Hello Linux Geeksters. Canonical has been working hard at their Ubuntu Touch lately, improving both Unity 8 and Mir, in order to get the mobile OS one touch closer to stability. Mark Shuttleworth hopes to revolutionize both the desktop and the mobile world with its Ubuntu and the mobile-desktop convergence, and Canonical is adding unique features to its Ubuntu Touch, some of them not being available on iOS and Android.

While Android and iOS are somehow using similar interfaces and borrows features from one to another, the developers try to make Ubuntu Touch different from the others.
As you may know, the Ubuntu Touch interface is very gesture based, based on swiping.

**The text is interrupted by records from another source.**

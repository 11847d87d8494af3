//! Entity abstraction shared by the cache, the store and the gateways.

/// A record held in the cache.
///
/// Entities are addressed by a stable string id and updated through a
/// partial change (`Patch`) that can be merged over the current value.
/// `PartialEq` is used to decide whether an authoritative value from the
/// store actually differs from what is already cached.
pub trait Entity: Clone + PartialEq + Send + Sync + 'static {
    /// Partial change applied by `merge` and sent to the gateway on write.
    type Patch: Clone + Send + Sync + 'static;

    /// Stable unique id.
    fn id(&self) -> &str;

    /// Return a new value with `patch` applied over `self`.
    fn merge(&self, patch: &Self::Patch) -> Self;
}
//! Persistence gateway - the async boundary to durable storage.

use async_trait::async_trait;

use crate::entity::Entity;
use crate::error::GatewayError;

/// Async read/write access to the durable store.
///
/// The gateway gives no ordering guarantee across concurrent calls; the
/// store layer is responsible for whatever per-id ordering it needs.
#[async_trait]
pub trait Gateway<E: Entity>: Send + Sync {
    /// Fetch one entity, `None` if the store has no such id.
    async fn fetch_entity(&self, id: &str) -> Result<Option<E>, GatewayError>;

    /// Fetch the default entity. Fails with `NoDefault` if none is configured.
    async fn fetch_default_entity(&self) -> Result<E, GatewayError>;

    /// Apply `patch` to entity `id` and return the authoritative result.
    async fn write_entity(&self, id: &str, patch: &E::Patch) -> Result<E, GatewayError>;

    /// Fetch every entity, in the store's natural order.
    async fn list_entities(&self) -> Result<Vec<E>, GatewayError>;
}
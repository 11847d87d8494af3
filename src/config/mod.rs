//! Configuration module.
//!
//! Loads configuration from environment variables (and `.env`).

use std::env;

use anyhow::{Context, Result};

use crate::cache::CacheConfig;

/// Application configuration
#[derive(Debug, Clone)]
pub struct Config {
    // MongoDB
    pub mongodb_uri: Option<String>,
    pub mongodb_database: String,
    pub providers_collection: String,

    /// Cache bound (`CACHE_MAX_ENTRIES`, unbounded when unset)
    pub cache: CacheConfig,
}

impl Config {
    /// Load configuration from environment variables.
    ///
    /// # Errors
    /// Returns error if a variable is set to an unparsable value.
    pub fn from_env() -> Result<Self> {
        dotenvy::dotenv().ok();
        Self::from_lookup(|key| env::var(key).ok())
    }

    /// Build configuration from an arbitrary variable source.
    pub fn from_lookup(lookup: impl Fn(&str) -> Option<String>) -> Result<Self> {
        let non_empty = |key: &str| lookup(key).map(|v| v.trim().to_string()).filter(|v| !v.is_empty());

        let cache = match non_empty("CACHE_MAX_ENTRIES") {
            Some(raw) => {
                let max = raw
                    .parse::<usize>()
                    .with_context(|| format!("CACHE_MAX_ENTRIES must be a number, got '{raw}'"))?;
                CacheConfig::with_capacity(max)
            }
            None => CacheConfig::default(),
        };

        Ok(Self {
            mongodb_uri: non_empty("MONGODB_URI"),
            mongodb_database: non_empty("MONGODB_DATABASE")
                .unwrap_or_else(|| "provider_cache".to_string()),
            providers_collection: non_empty("PROVIDERS_COLLECTION")
                .unwrap_or_else(|| "providers".to_string()),
            cache,
        })
    }

    /// MongoDB URI, required when running against a real store.
    pub fn require_mongodb_uri(&self) -> Result<&str> {
        self.mongodb_uri
            .as_deref()
            .context("MONGODB_URI must be set (or pass --memory)")
    }
}
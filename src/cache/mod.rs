//! Cache module - entity cache and change subscriptions.
//!
//! ## Architecture
//!
//! - `EntityCache` - latest known value per entity id plus the default slot
//! - `SubscriptionRegistry` - per-id callbacks, notified synchronously
//! - `CacheConfig` - optional capacity bound
//!
//! ## Usage
//!
//! ```rust,ignore
//! let cache: EntityCache<ProviderConfig> = EntityCache::new("providers", CacheConfig::default());
//! let _watch = cache.registry().subscribe("p1", || println!("p1 changed"));
//!
//! cache.put("p1", Arc::new(provider), false);
//! let provider = cache.get("p1");
//! ```

mod config;
mod entity_cache;
mod registry;

pub use config::CacheConfig;
pub use entity_cache::{CacheEntry, EntityCache};
pub use registry::{Callback, Subscription, SubscriptionId, SubscriptionRegistry};
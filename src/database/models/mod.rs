//! Database model exports.

pub mod provider;

pub use provider::{ProviderConfig, ProviderPatch};
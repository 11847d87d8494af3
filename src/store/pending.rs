//! Bookkeeping for optimistic writes in flight.

use std::collections::HashMap;
use std::sync::Arc;

/// One optimistic mutation awaiting the gateway.
#[derive(Debug, Clone)]
pub struct PendingWrite<E> {
    pub entity_id: String,
    /// Value applied to the cache before the gateway answered.
    pub optimistic: Arc<E>,
    /// Confirmed value at the time the write was issued.
    pub prior_confirmed: Option<Arc<E>>,
}

/// In-flight writes keyed by a per-store sequence number.
#[derive(Debug)]
pub(crate) struct PendingWrites<E> {
    next_seq: u64,
    writes: HashMap<u64, PendingWrite<E>>,
}

impl<E> Default for PendingWrites<E> {
    fn default() -> Self {
        Self {
            next_seq: 0,
            writes: HashMap::new(),
        }
    }
}

impl<E> PendingWrites<E> {
    /// Record a write and return its sequence number.
    pub(crate) fn begin(&mut self, write: PendingWrite<E>) -> u64 {
        self.next_seq += 1;
        self.writes.insert(self.next_seq, write);
        self.next_seq
    }

    /// Remove and return the write with sequence `seq`.
    pub(crate) fn finish(&mut self, seq: u64) -> Option<PendingWrite<E>> {
        self.writes.remove(&seq)
    }

    /// Number of writes in flight for `id`.
    pub(crate) fn count_for(&self, id: &str) -> usize {
        self.writes
            .values()
            .filter(|write| write.entity_id == id)
            .count()
    }

    pub(crate) fn len(&self) -> usize {
        self.writes.len()
    }

    pub(crate) fn clear(&mut self) {
        self.writes.clear();
    }
}
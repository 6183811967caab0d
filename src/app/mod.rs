//! Application core — pure domain logic, zero I/O.
//!
//! This module contains the business rules for the irrigation
//! controller: poll scheduling, state machine orchestration and the
//! pump interlock.  All interaction with hardware happens through
//! **port traits** defined in [`ports`], keeping this layer fully
//! testable without real peripherals.

pub mod events;
pub mod ports;
pub mod service;
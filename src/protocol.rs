//! Remote configuration protocol.
//!
//! The controller listens for text payloads on the command topic and
//! answers every one of them on the reply topic:
//!
//! * `query…` — any payload with that prefix — answers with the live
//!   configuration as JSON, thresholds converted back to ratios.
//! * anything else is treated as a JSON config update:
//!   `{"config":{"low_moisture":0.80,…,"dry_hold_period_s":300}}`.
//!
//! Reply strings are fixed wire text; operator tooling matches on them
//! verbatim.  Thresholds travel as ratios of the dry→wet calibration
//! span and are stored as raw ADC counts.

use log::{debug, warn};
use serde::Deserialize;

use crate::app::ports::ConfigPort;
use crate::config::{ConfigInvariant, IrrigationConfig, ratio_from_raw, raw_from_ratio};
use crate::error::{Error, ParseError};
use crate::store::ConfigStore;

/// Inbound command topic (subscribe).
pub const COMMAND_TOPIC: &str = "/topic/qos0";
/// Reply topic for command responses (publish).
pub const REPLY_TOPIC: &str = "/topic/qos1";
/// Periodic telemetry topic (publish).
pub const TELEMETRY_TOPIC: &str = "/test/test";

// ───────────────────────────────────────────────────────────────
// Replies
// ───────────────────────────────────────────────────────────────

/// Outcome of one inbound payload, ready to publish on
/// [`REPLY_TOPIC`].
#[derive(Debug, Clone, PartialEq, Eq)]
pub enum Reply {
    /// Config update validated, applied and persisted.
    Accepted,
    /// Current configuration, rendered as JSON.
    Query(String),
    /// Payload was not valid JSON at all.
    ParseError,
    /// Valid JSON but the `config` object is absent, or fields are
    /// missing or mistyped.
    RejectedParseFailed,
    /// Fields decoded but the values fail the sanity check.
    RejectedSanityCheck,
    /// Config was valid but could not be made durable; the previous
    /// configuration stays live.
    PersistFailed,
}

impl Reply {
    /// Exact bytes to publish on the reply topic.
    pub fn wire_text(&self) -> &str {
        match self {
            Self::Accepted => "CONFIG ACCEPTED",
            Self::Query(body) => body,
            Self::ParseError => "JSON PARSE ERROR",
            Self::RejectedParseFailed => "CONFIG REJECTED - Parse Failed",
            Self::RejectedSanityCheck => "CONFIG REJECTED - Failed sanity check",
            Self::PersistFailed => "CONFIG REJECTED - Persist Failed",
        }
    }
}
//! Function-pointer finite state machine for the watering cycle.
//!
//! Classic embedded FSM pattern:
//!
//! ```text
//! ┌──────────────────────────────────────────────────────────┐
//! │  StateTable                                              │
//! │  ┌────────────┬───────────┬───────────────────────────┐  │
//! │  │ PlantState │ on_enter  │ on_update                 │  │
//! │  ├────────────┼───────────┼───────────────────────────┤  │
//! │  │ Drying     │ fn(ctx)   │ fn(ctx) -> Option<next>   │  │
//! │  │ PumpDelay  │ fn(ctx)   │ fn(ctx) -> Option<next>   │  │
//! │  │ PumpOn     │ fn(ctx)   │ fn(ctx) -> Option<next>   │  │
//! │  │ WetHold    │ fn(ctx)   │ fn(ctx) -> Option<next>   │  │
//! │  │ DryHold    │ fn(ctx)   │ fn(ctx) -> Option<next>   │  │
//! │  │ Alarm      │ fn(ctx)   │ fn(ctx) -> Option<next>   │  │
//! │  └────────────┴───────────┴───────────────────────────┘  │
//! └──────────────────────────────────────────────────────────┘
//! ```
//!
//! Each tick the engine calls `on_update` for the current state; a
//! returned `Some(next)` becomes a transition *request*. Every request
//! is validated against the per-state allow-list: a request not in the
//! list latches [`PlantState::Alarm`], which has an empty list of its
//! own and therefore can never be left. Accepted transitions (including
//! the one into Alarm) reset `state_entry_time` and run the target's
//! `on_enter`, which is where pump intents are issued.

pub mod context;
pub mod states;

use context::FsmContext;
use core::fmt;
use log::{info, warn};

// ---------------------------------------------------------------------------
// State identity
// ---------------------------------------------------------------------------

/// Watering-cycle states. Discriminants are the telemetry wire ordinals;
/// they also index the state table, so keep both in sync with
/// [`states::build_state_table`].
#[derive(Debug, Clone, Copy, PartialEq, Eq, Hash)]
#[repr(u8)]
pub enum PlantState {
    /// Soil moist, pump off, waiting for it to dry out.
    Drying = 0,
    /// Soak pause between pump bursts of a watering cycle.
    PumpDelay = 1,
    /// Pump burst in progress.
    PumpOn = 2,
    /// Soil saturated; dwell before resuming normal monitoring.
    WetHold = 3,
    /// Soil reads dry; confirming it stays dry before watering.
    DryHold = 4,
    /// Latched fault: an illegal transition was requested.
    Alarm = 5,
}

impl PlantState {
    /// Total number of states — used to size the table array.
    pub const COUNT: usize = 6;

    /// Convert a table index back to a `PlantState`. Panics on
    /// out-of-range in debug builds; returns `Alarm` in release.
    pub fn from_index(idx: usize) -> Self {
        match idx {
            0 => Self::Drying,
            1 => Self::PumpDelay,
            2 => Self::PumpOn,
            3 => Self::WetHold,
            4 => Self::DryHold,
            5 => Self::Alarm,
            _ => {
                debug_assert!(false, "invalid state index: {idx}");
                Self::Alarm
            }
        }
    }

    /// The transitions legal from this state. Mirrors the guard table in
    /// [`states`] by construction; `Alarm`'s empty set is what makes it
    /// a sink.
    pub fn allowed_transitions(self) -> &'static [PlantState] {
        match self {
            Self::Drying => &[Self::DryHold],
            Self::DryHold => &[Self::PumpDelay, Self::Drying],
            Self::PumpDelay => &[Self::PumpOn, Self::WetHold],
            Self::PumpOn => &[Self::PumpDelay],
            Self::WetHold => &[Self::Drying, Self::PumpDelay],
            Self::Alarm => &[],
        }
    }

    pub fn allows(self, to: PlantState) -> bool {
        self.allowed_transitions().contains(&to)
    }
}

impl fmt::Display for PlantState {
    fn fmt(&self, f: &mut fmt::Formatter<'_>) -> fmt::Result {
        let name = match self {
            Self::Drying => "DRYING",
            Self::PumpDelay => "PUMP_DELAY",
            Self::PumpOn => "PUMP_ON",
            Self::WetHold => "WET_HOLD",
            Self::DryHold => "DRY_HOLD",
            Self::Alarm => "ALARM",
        };
        f.write_str(name)
    }
}

// ---------------------------------------------------------------------------
// Function-pointer type aliases
// ---------------------------------------------------------------------------

/// Signature for `on_enter` actions, run once per accepted transition.
pub type StateActionFn = fn(&mut FsmContext);

/// Signature for the per-tick guard evaluation.
/// Returns `Some(next)` to request a transition, or `None` to stay.
pub type StateUpdateFn = fn(&mut FsmContext) -> Option<PlantState>;

// ---------------------------------------------------------------------------
// State descriptor (one row in the table)
// ---------------------------------------------------------------------------

/// Static descriptor for a single FSM state.
/// Stored in a fixed-size array — no heap, no `dyn`.
pub struct StateDescriptor {
    pub id: PlantState,
    pub name: &'static str,
    pub on_enter: Option<StateActionFn>,
    pub on_update: StateUpdateFn,
}

// ---------------------------------------------------------------------------
// FSM engine
// ---------------------------------------------------------------------------

/// The finite state machine engine. Owns the state table; all mutable
/// state lives in the [`FsmContext`] threaded through each call.
pub struct Fsm {
    /// Fixed-size table indexed by `PlantState as usize`.
    table: [StateDescriptor; PlantState::COUNT],
}

impl Fsm {
    pub fn new() -> Self {
        Self {
            table: states::build_state_table(),
        }
    }

    /// Evaluate the current state's guards once. `ctx.now_us` must be
    /// set by the caller beforehand.
    pub fn tick(&self, ctx: &mut FsmContext) {
        let current = ctx.status.state;
        if let Some(next) = (self.table[current as usize].on_update)(ctx) {
            self.change_state(next, ctx);
        }
    }

    /// Request a transition to `to`.
    ///
    /// The request is checked against the current state's allow-list; a
    /// request outside the list latches `Alarm` instead. Either way the
    /// accepted target's entry time is stamped and its `on_enter` runs,
    /// so re-latching `Alarm` also refreshes its entry time.
    pub fn change_state(&self, to: PlantState, ctx: &mut FsmContext) {
        let from = ctx.status.state;
        let target = if from.allows(to) {
            to
        } else {
            warn!("illegal transition {from} -> {to}, raising ALARM");
            PlantState::Alarm
        };

        info!("state {from} -> {target}");
        ctx.status.state = target;
        ctx.status.state_entry_time_us = ctx.now_us;

        if let Some(enter) = self.table[target as usize].on_enter {
            enter(ctx);
        }
    }

    pub fn state_name(&self, state: PlantState) -> &'static str {
        self.table[state as usize].name
    }
}

impl Default for Fsm {
    fn default() -> Self {
        Self::new()
    }
}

According to the Canonical Design Team, the bottom swipe is a very important feature of the interface and they encourage the users to make use of this “bottom swipe feature” a lot. The users can do a lot of actions via bottom swipe, like: view the Scopes when bottom swiping in the Dash, start a new conversation via bottom swipe in the Messaging app or show a 3D cartwheel of all the opened sites when the users swipes the bottom.
Also, Canonical is encouraging the developers to add particular functions based on bottom swiping.
This bottom swiping concept is somehow similar to Sailfish OS’s pulley menu, from my point of view. But yes, it may be very useful for the users, if the apps will get bottom swipe functions.
The story so far:
Canonical has been working a lot at Ubuntu Touch, the mobile version of Ubuntu. While the initial plan was to make it available for all the Google Nexus smartphones and tablets, the developers have dropped the support for Galaxy Nexus, Google Nexus 7 2012 and Google Nexus 10, Ubuntu Touch being officially available only for the Google Nexus 4 smartphone and the Google Nexus 7 2013 tablet. Also, Canonical has recently announced that Meizu and BQ will be the first two Ubuntu Touch phone manufacturers.
While there aren’t a lot of applications for Ubuntu Touch yet available, Canonical’s Mark Shuttleworth hopes that by the time the first Ubuntu Touch powered phones hit the market, the top 50 Android/iOS apps will be available for Ubuntu Touch. Ubuntu Touch uses Unity 8 as the default desktop environment, which recently got new Unity Scopes and a Scopes Store, a feature that is not yet available on Ubuntu 14.04 for desktop.